Le geste, la matière, le calme
La poudre est délicatement tamisée, l’eau chauffée à la juste température, puis le fouet de bambou entre en mouvement. Les gestes sont vifs et précis. Une fine mousse se dessine à la surface, le parfum végétal s’élève, et l’esprit s’apaise.
Le luxe n’est pas l’abondance ; c’est la maîtrise d’un geste simple, répété avec soin.
C’est un instant suspendu, à la fois ancré et éphémère. Un luxe de simplicité où chaque détail compte. La température idéale se situe autour de 75 à 80 degrés Celsius pour préserver douceur et équilibre. Après avoir créé une pâte homogène avec quelques millilitres d’eau, le reste est versé et fouetté en mouvements rapides qui tracent des M ou des Z.
Accords et moments
Le matcha s’exprime pleinement le matin, au calme, ou juste avant une séance créative. Il accompagne bien un fruit à chair blanche, une pâtisserie très peu sucrée, un morceau de chocolat noir à forte teneur en cacao.
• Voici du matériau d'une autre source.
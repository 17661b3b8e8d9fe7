//! Color parsing, conversion and contrast math.
//!
//! Colors travel through options, themes and the scene graph as CSS strings
//! (`#4472c4`, `#fff`, `rgb(68, 114, 196)`, `steelblue`); this module turns them
//! into [`Rgb`] values for interpolation, contrast checks and rasterization.

use regex::Regex;
use std::fmt;
use std::sync::OnceLock;

/// Opaque 8-bit sRGB color.
#[derive(Clone, Copy, Debug, PartialEq, Eq, Hash)]
pub struct Rgb {
    pub r: u8,
    pub g: u8,
    pub b: u8,
}

/// Hue/saturation/lightness triple, hue in degrees.
#[derive(Clone, Copy, Debug, PartialEq)]
pub struct Hsl {
    pub h_deg: f64, // 0..360
    pub s: f64,     // 0..1
    pub l: f64,     // 0..1
}

pub const BLACK: Rgb = Rgb::new(0, 0, 0);
pub const WHITE: Rgb = Rgb::new(255, 255, 255);

const NAMED: [(&str, Rgb); 16] = [
    ("black", BLACK),
    ("white", WHITE),
    ("red", Rgb::new(255, 0, 0)),
    ("green", Rgb::new(0, 128, 0)),
    ("blue", Rgb::new(0, 0, 255)),
    ("orange", Rgb::new(255, 165, 0)),
    ("yellow", Rgb::new(255, 255, 0)),
    ("cyan", Rgb::new(0, 255, 255)),
    ("magenta", Rgb::new(255, 0, 255)),
    ("gray", Rgb::new(128, 128, 128)),
    ("grey", Rgb::new(128, 128, 128)),
    ("lightgray", Rgb::new(211, 211, 211)),
    ("darkgray", Rgb::new(169, 169, 169)),
    ("steelblue", Rgb::new(70, 130, 180)),
    ("navy", Rgb::new(0, 0, 128)),
    ("purple", Rgb::new(128, 0, 128)),
];

fn rgb_fn_regex() -> &'static Regex {
    static RE: OnceLock<Regex> = OnceLock::new();
    RE.get_or_init(|| {
        Regex::new(r"^rgba?\(\s*(\d{1,3})\s*,\s*(\d{1,3})\s*,\s*(\d{1,3})\s*(?:,\s*[\d.]+\s*)?\)$")
            .expect("static regex")
    })
}

impl Rgb {
    pub const fn new(r: u8, g: u8, b: u8) -> Self {
        Self { r, g, b }
    }

    /// Parse a CSS color string. Returns `None` for `none`, gradients and anything unrecognized.
    pub fn parse(input: &str) -> Option<Self> {
        let s = input.trim();
        if let Some(hex) = s.strip_prefix('#') {
            return parse_hex(hex);
        }
        let lower = s.to_ascii_lowercase();
        if let Some(caps) = rgb_fn_regex().captures(&lower) {
            let channel = |i: usize| caps[i].parse::<u16>().ok().map(|v| v.min(255) as u8);
            return Some(Self::new(channel(1)?, channel(2)?, channel(3)?));
        }
        NAMED
            .iter()
            .find(|(name, _)| *name == lower)
            .map(|(_, c)| *c)
    }

    /// Lowercase `#rrggbb`.
    pub fn to_hex(self) -> String {
        format!("#{:02x}{:02x}{:02x}", self.r, self.g, self.b)
    }

    /// WCAG relative luminance (sRGB, linearized channels).
    pub fn relative_luminance(self) -> f64 {
        fn linear(c: u8) -> f64 {
            let c = c as f64 / 255.0;
            if c <= 0.03928 {
                c / 12.92
            } else {
                ((c + 0.055) / 1.055).powf(2.4)
            }
        }
        0.2126 * linear(self.r) + 0.7152 * linear(self.g) + 0.0722 * linear(self.b)
    }

    /// Scale channels up by `(1/0.7)^k`.
    pub fn brighter(self, k: f64) -> Self {
        self.scale((1.0 / 0.7f64).powf(k))
    }

    /// Scale channels down by `0.7^k`.
    pub fn darker(self, k: f64) -> Self {
        self.scale(0.7f64.powf(k))
    }

    fn scale(self, factor: f64) -> Self {
        let ch = |c: u8| (c as f64 * factor).round().clamp(0.0, 255.0) as u8;
        Self::new(ch(self.r), ch(self.g), ch(self.b))
    }

    pub fn to_hsl(self) -> Hsl {
        let (r, g, b) = (
            self.r as f64 / 255.0,
            self.g as f64 / 255.0,
            self.b as f64 / 255.0,
        );
        let max = r.max(g).max(b);
        let min = r.min(g).min(b);
        let l = (max + min) / 2.0;
        let delta = max - min;
        if delta == 0.0 {
            return Hsl { h_deg: 0.0, s: 0.0, l };
        }
        let s = if l > 0.5 {
            delta / (2.0 - max - min)
        } else {
            delta / (max + min)
        };
        let hue = if max == r {
            60.0 * (((g - b) / delta) % 6.0)
        } else if max == g {
            60.0 * ((b - r) / delta + 2.0)
        } else {
            60.0 * ((r - g) / delta + 4.0)
        };
        let h_deg = if hue < 0.0 { hue + 360.0 } else { hue };
        Hsl { h_deg, s, l }
    }

    pub fn from_hsl(hsl: Hsl) -> Self {
        let h = (hsl.h_deg.rem_euclid(360.0)) / 360.0;
        let s = hsl.s.clamp(0.0, 1.0);
        let l = hsl.l.clamp(0.0, 1.0);

        if s == 0.0 {
            let v = (l * 255.0).round() as u8;
            return Self::new(v, v, v);
        }

        let q = if l < 0.5 { l * (1.0 + s) } else { l + s - l * s };
        let p = 2.0 * l - q;

        fn hue_to_rgb(p: f64, q: f64, mut t: f64) -> f64 {
            if t < 0.0 {
                t += 1.0;
            }
            if t > 1.0 {
                t -= 1.0;
            }
            if t < 1.0 / 6.0 {
                p + (q - p) * 6.0 * t
            } else if t < 1.0 / 2.0 {
                q
            } else if t < 2.0 / 3.0 {
                p + (q - p) * (2.0 / 3.0 - t) * 6.0
            } else {
                p
            }
        }

        Self::new(
            (hue_to_rgb(p, q, h + 1.0 / 3.0) * 255.0).round() as u8,
            (hue_to_rgb(p, q, h) * 255.0).round() as u8,
            (hue_to_rgb(p, q, h - 1.0 / 3.0) * 255.0).round() as u8,
        )
    }
}

impl fmt::Display for Rgb {
    fn fmt(&self, f: &mut fmt::Formatter<'_>) -> fmt::Result {
        f.write_str(&self.to_hex())
    }
}

fn parse_hex(hex: &str) -> Option<Rgb> {
    let digit = |s: &str| u8::from_str_radix(s, 16).ok();
    match hex.len() {
        3 => {
            let mut it = hex.chars().map(|c| c.to_digit(16).map(|d| (d * 17) as u8));
            Some(Rgb::new(it.next()??, it.next()??, it.next()??))
        }
        6 => Some(Rgb::new(
            digit(&hex[0..2])?,
            digit(&hex[2..4])?,
            digit(&hex[4..6])?,
        )),
        _ => None,
    }
}

/// Linear RGB interpolation, `t` clamped to `[0, 1]`.
pub fn interpolate(a: Rgb, b: Rgb, t: f64) -> Rgb {
    let t = t.clamp(0.0, 1.0);
    let ch = |x: u8, y: u8| (x as f64 + (y as f64 - x as f64) * t).round() as u8;
    Rgb::new(ch(a.r, b.r), ch(a.g, b.g), ch(a.b, b.b))
}

/// Piecewise-linear interpolation across evenly spaced stops.
pub fn interpolate_stops(stops: &[Rgb], t: f64) -> Rgb {
    match stops.len() {
        0 => BLACK,
        1 => stops[0],
        n => {
            let t = if t.is_finite() { t.clamp(0.0, 1.0) } else { 0.0 };
            let pos = t * (n - 1) as f64;
            let i = (pos.floor() as usize).min(n - 2);
            interpolate(stops[i], stops[i + 1], pos - i as f64)
        }
    }
}

/// WCAG contrast ratio between two colors, in `[1, 21]`.
pub fn contrast_ratio(a: Rgb, b: Rgb) -> f64 {
    let (la, lb) = (a.relative_luminance(), b.relative_luminance());
    let (hi, lo) = if la >= lb { (la, lb) } else { (lb, la) };
    (hi + 0.05) / (lo + 0.05)
}

/// Black or white, whichever reads better on `bg`.
pub fn contrasting_text(bg: Rgb) -> Rgb {
    if contrast_ratio(bg, BLACK) >= contrast_ratio(bg, WHITE) {
        BLACK
    } else {
        WHITE
    }
}

/// `steps` colors from `a` to `b` inclusive.
pub fn gradient(a: Rgb, b: Rgb, steps: usize) -> Vec<Rgb> {
    match steps {
        0 => Vec::new(),
        1 => vec![a],
        n => (0..n)
            .map(|i| interpolate(a, b, i as f64 / (n - 1) as f64))
            .collect(),
    }
}

#[cfg(test)]
mod tests {
    use super::*;

    #[test]
    fn parses_hex_rgb_and_names() {
        assert_eq!(Rgb::parse("#fff"), Some(WHITE));
        assert_eq!(Rgb::parse("#4472C4"), Some(Rgb::new(68, 114, 196)));
        assert_eq!(Rgb::parse("rgb(1, 2, 3)"), Some(Rgb::new(1, 2, 3)));
        assert_eq!(Rgb::parse("SteelBlue"), Some(Rgb::new(70, 130, 180)));
        assert_eq!(Rgb::parse("url(#grad)"), None);
        assert_eq!(Rgb::parse("#12"), None);
    }

    #[test]
    fn contrast_of_black_on_white_is_21() {
        let r = contrast_ratio(BLACK, WHITE);
        assert!((r - 21.0).abs() < 1e-9);
        assert!((contrast_ratio(WHITE, WHITE) - 1.0).abs() < 1e-9);
    }

    #[test]
    fn text_color_flips_with_background() {
        assert_eq!(contrasting_text(WHITE), BLACK);
        assert_eq!(contrasting_text(Rgb::new(20, 20, 40)), WHITE);
    }

    #[test]
    fn gradient_includes_endpoints() {
        let g = gradient(BLACK, WHITE, 3);
        assert_eq!(g, vec![BLACK, Rgb::new(128, 128, 128), WHITE]);
        assert!(gradient(BLACK, WHITE, 0).is_empty());
    }

    #[test]
    fn hsl_round_trip_is_close() {
        let c = Rgb::new(68, 114, 196);
        let back = Rgb::from_hsl(c.to_hsl());
        assert!((c.r as i16 - back.r as i16).abs() <= 1);
        assert!((c.b as i16 - back.b as i16).abs() <= 1);
    }
}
L’essentiel est l’équilibre : rien qui domine, tout ce qui révèle.
Prendre soin des outils
Rincer le chasen à l’eau claire, le laisser sécher à l’air ; éviter les cycles trop chauds au lave-vaisselle pour la céramique artisanale ; conserver la poudre dans un contenant opaque et hermétique, au frais, à l’abri de la lumière.
Pour aller plus loin
Chaque tasse devient une rencontre avec soi-même, une manière de ralentir et de redonner de la valeur au geste quotidien. Le rituel du matcha n’est pas seulement dans la tasse, mais dans l’attention portée à chaque mouvement, dans le soin accordé au temps que l’on s’offre.